Page 59 of Babel Tower

Marcus says, “You were doing good where you were, in the children’s ward.”

  “Oh yes, but that is a place of death and despair. A terrible place, where I couldn’t go out. With the help of the Children I can be much more use—we can help each other, and the sick and the unhappy, we can show people. We can heal. Gideon can heal. I’ve seen him. We can work together.”

  “Vows?” says Daniel.

  “Oh, not like vows used to be. New vows. I can’t tell you them, but they’re simple, fidelity to the community, perpetual watchfulness, complete trust.”

  Jacqueline says, explosively, “You can’t do this, Ruthie. It’s dangerous. You can’t.”

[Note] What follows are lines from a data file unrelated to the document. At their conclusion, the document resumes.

//! Session logger — backs the `log` facade with a single file in the OS
//! data directory.
//!
//! The file is **truncated (overwritten) at each launch**, so it only ever
//! contains output from the most-recent session.  This prevents the log from
//! growing unboundedly.
//!
//! Log location:
//!   Windows:  `%APPDATA%\GridFE\gridfe.log`
//!   Linux:    `~/.local/share/GridFE/gridfe.log`
//!   macOS:    `~/Library/Application Support/GridFE/gridfe.log`
//!
//! Usage — call [`init`] once at startup, then use the standard
//! `log::info!` / `log::warn!` / `log::error!` macros anywhere in the crate.
//! Warnings and errors are mirrored to stderr; `--verbose` mirrors
//! everything and raises the level to `Debug`.

use std::fs::{self, File, OpenOptions};
use std::io::Write;
use std::path::PathBuf;
use std::sync::{Mutex, OnceLock};
use std::time::{SystemTime, UNIX_EPOCH};

use log::{Level, LevelFilter, Metadata, Record};

static LOG_FILE: OnceLock<Mutex<File>> = OnceLock::new();
static LOG_PATH: OnceLock<PathBuf> = OnceLock::new();
static LOGGER: SessionLogger = SessionLogger { mirror_all: false };
static VERBOSE_LOGGER: SessionLogger = SessionLogger { mirror_all: true };

/// Returns the path to the current session log file.
pub fn log_path() -> Option<&'static PathBuf> {
    LOG_PATH.get()
}

/// Write a line to the session log.  Silently ignores I/O errors so that
/// logging never crashes the application.
fn write_line(line: &str) {
    if let Some(mutex) = LOG_FILE.get()
        && let Ok(mut file) = mutex.lock()
    {
        let _ = writeln!(file, "{}", line);
    }
}

struct SessionLogger {
    mirror_all: bool,
}

impl log::Log for SessionLogger {
    fn enabled(&self, metadata: &Metadata) -> bool {
        metadata.level() <= log::max_level()
    }

    fn log(&self, record: &Record) {
        if !self.enabled(record.metadata()) {
            return;
        }
        let line = format!("[{}] [{}] {}", timestamp(), record.level(), record.args());
        write_line(&line);
        if self.mirror_all || record.level() <= Level::Warn {
            eprintln!("{}", line);
        }
    }

    fn flush(&self) {}
}

/// Initialise the session logger.  Must be called once before any logging.
///
/// * Creates (or truncates) the log file.
/// * Installs the `log` facade backend.
/// * Installs a panic hook that writes the panic message to the log before
///   propagating to the default handler.
pub fn init(verbose: bool) {
    let path = log_file_path();

    // Ensure parent directory exists
    if let Some(parent) = path.parent() {
        let _ = fs::create_dir_all(parent);
    }

    // Open file, truncating any previous session's content
    let file = OpenOptions::new()
        .create(true)
        .write(true)
        .truncate(true)
        .open(&path);

    match file {
        Ok(f) => {
            let _ = LOG_PATH.set(path.clone());
            let _ = LOG_FILE.set(Mutex::new(f));
        }
        Err(e) => {
            // Can't open log file — not fatal, stderr mirroring still works
            eprintln!("[logger] Failed to open log file {:?}: {}", path, e);
        }
    }

    let logger: &'static SessionLogger = if verbose { &VERBOSE_LOGGER } else { &LOGGER };
    if log::set_logger(logger).is_ok() {
        log::set_max_level(if verbose { LevelFilter::Debug } else { LevelFilter::Info });
    }

    // Write session header
    write_line(&format!("=== GridFE session started {} ===", human_timestamp()));
    write_line(&format!("Log file: {}", path.display()));
    write_line("");

    // Install panic hook — mirrors panic info to the log, then runs default handler
    let prev = std::panic::take_hook();
    std::panic::set_hook(Box::new(move |info| {
        write_line(&format!("[{}] [PANIC] {}", timestamp(), info));
        prev(info);
    }));
}

fn log_file_path() -> PathBuf {
    data_dir().join("GridFE").join("gridfe.log")
}

/// Platform data directory (without the app sub-folder).
fn data_dir() -> PathBuf {
    #[cfg(target_os = "windows")]
    {
        if let Ok(appdata) = std::env::var("APPDATA") {
            return PathBuf::from(appdata);
        }
    }
    #[cfg(target_os = "macos")]
    {
        if let Ok(home) = std::env::var("HOME") {
            return PathBuf::from(home)
                .join("Library")
                .join("Application Support");
        }
    }
    // Linux / fallback
    if let Ok(xdg) = std::env::var("XDG_DATA_HOME") {
        return PathBuf::from(xdg);
    }
    if let Ok(home) = std::env::var("HOME") {
        return PathBuf::from(home).join(".local").join("share");
    }
    // Last resort: current working directory
    PathBuf::from(".")
}

/// Simple seconds-since-epoch timestamp string.
fn timestamp() -> String {
    match SystemTime::now().duration_since(UNIX_EPOCH) {
        Ok(d) => {
            let secs = d.as_secs();
            // Format as HH:MM:SS within the current day (good enough for a session log)
            let h = (secs % 86400) / 3600;
            let m = (secs % 3600) / 60;
            let s = secs % 60;
            format!("{:02}:{:02}:{:02}", h, m, s)
        }
        Err(_) => "??:??:??".to_string(),
    }
}

/// Human-readable date-time for the session header.
fn human_timestamp() -> String {
    match SystemTime::now().duration_since(UNIX_EPOCH) {
        Ok(d) => format!("(unix {})", d.as_secs()),
        Err(_) => "(unknown time)".to_string(),
    }
}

  “It isn’t dangerous. It’s saving. I knew you wouldn’t understand.”

  “Gideon Farrar may have charisma, but you know, Ruthie, he’s dangerous—you know and I know you know.”

  Ruth rises to her feet again, and smooths the gingham dress carefully.

  “I knew you’d be like that. I won’t let you upset me. I know you don’t understand. I know—I’m afraid—you won’t understand. That’s why I came—now—to say good-bye—where everyone could see—so you couldn’t—make it hard. You don’t understand and I know you don’t understand.”

  “Nor do I,” says Marcus.

  “I know. I thought you might. You so easily could. But you don’t. I think I’ll go now. There’s no point in letting anyone upset me.”

  She stands. She shakes hands with Bill, who looks gloomy, and Winifred, who smiles mildly. She tries to kiss Jacqueline, who turns away, kisses Daniel, who says, “Look after yourself, Ruthie,” and attempts to kiss Marcus, who suddenly takes hold of her wrist.

  “Don’t go, Ruthie.” It is not clear what he means, don’t leave now, or don’t go to the Children of Joy.

  She pulls her hand away. She walks quickly away, into the house. Her head is bowed. It is possible she is crying. Marcus goes after her. She begins to run. They both disappear into the house. Jacqueline stands up, sets off, thinks better of it. Luk Lysgaard-Peacock appears at the back gate, from the moor, dressed for walking. Jacqueline pays no attention. She says to Daniel, “You know Gideon Farrar. You know what he does. Stop her.”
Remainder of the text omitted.